After reading Images of China, I would not disagree that the Australian media is biased against China.
But I do take exception to some of Li’s arguments. Li writes that feature stories get softer “postcard” play than economic and/or politically focused stories. I don’t think that’s necessarily representative of bias. “Hard” news stories are played differently than “soft” news stories in all media. That’s more a matter of readership volume than media bias.
I also question Li’s bias. Li writes that the Australian media framing tactics included the “reactivation of the public memory of the Cultural Revolution and the Tiananmen Square protests of 1989.” Li cites media framing theory, where “issues are consciously or unconsciously influenced by historical-cultural-economic-political factors.” Is Li free from bias on this topic? Can he objectively argue that Australian media references to China’s human rights violations are without news value?

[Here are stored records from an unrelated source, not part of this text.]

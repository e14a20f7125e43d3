//! Repository for the `campers` table.

use camp_core::types::DbId;
use sqlx::PgPool;

use crate::models::camper::{Camper, CamperDetail, CreateCamper, UpdateCamper};
use crate::repositories::SignupRepo;

/// Column list shared across queries to avoid repetition.
pub(crate) const COLUMNS: &str = "id, name, age, created_at, updated_at";

/// Provides CRUD operations for campers.
pub struct CamperRepo;

impl CamperRepo {
    /// Insert a new camper, returning the created row.
    pub async fn create(pool: &PgPool, input: &CreateCamper) -> Result<Camper, sqlx::Error> {
        let query = format!(
            "INSERT INTO campers (name, age)
             VALUES ($1, $2)
             RETURNING {COLUMNS}"
        );
        sqlx::query_as::<_, Camper>(&query)
            .bind(&input.name)
            .bind(input.age)
            .fetch_one(pool)
            .await
    }

    /// Find a camper by its internal ID.
    pub async fn find_by_id(pool: &PgPool, id: DbId) -> Result<Option<Camper>, sqlx::Error> {
        let query = format!("SELECT {COLUMNS} FROM campers WHERE id = $1");
        sqlx::query_as::<_, Camper>(&query)
            .bind(id)
            .fetch_optional(pool)
            .await
    }

    /// Find a camper together with its signups and their activities.
    pub async fn find_detail(pool: &PgPool, id: DbId) -> Result<Option<CamperDetail>, sqlx::Error> {
        let Some(camper) = Self::find_by_id(pool, id).await? else {
            return Ok(None);
        };
        let signups = SignupRepo::list_for_camper(pool, camper.id).await?;
        Ok(Some(CamperDetail::new(camper, signups)))
    }

    /// List all campers in insertion order.
    pub async fn list(pool: &PgPool) -> Result<Vec<Camper>, sqlx::Error> {
        let query = format!("SELECT {COLUMNS} FROM campers ORDER BY id");
        sqlx::query_as::<_, Camper>(&query).fetch_all(pool).await
    }

    /// Update a camper. Only non-`None` fields in `input` are applied.
    ///
    /// Returns `None` if no row with the given `id` exists.
    pub async fn update(
        pool: &PgPool,
        id: DbId,
        input: &UpdateCamper,
    ) -> Result<Option<Camper>, sqlx::Error> {
        let query = format!(
            "UPDATE campers SET
                name = COALESCE($2, name),
                age = COALESCE($3, age)
             WHERE id = $1
             RETURNING {COLUMNS}"
        );
        sqlx::query_as::<_, Camper>(&query)
            .bind(id)
            .bind(&input.name)
            .bind(input.age)
            .fetch_optional(pool)
            .await
    }
}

Li also write that the Australian media calls China a communist government with a capitalist market. At one point, Li himself describes China as a “nominally communist state.” Is the media’s incorporation of the communist government/capitalist economy based on bias or fact?
In our Orientation discussion of Jonathan Gottschall’s The Storytelling Animal, we debated whether facts exist. We all add personal bias to our stories – whether as journalists or general conversationalists. We are storytellers, and stories contain bias. In the end, I think it comes down to a measure of degree.
The bigger question becomes… how do you keep your bias out of your reporting or your research??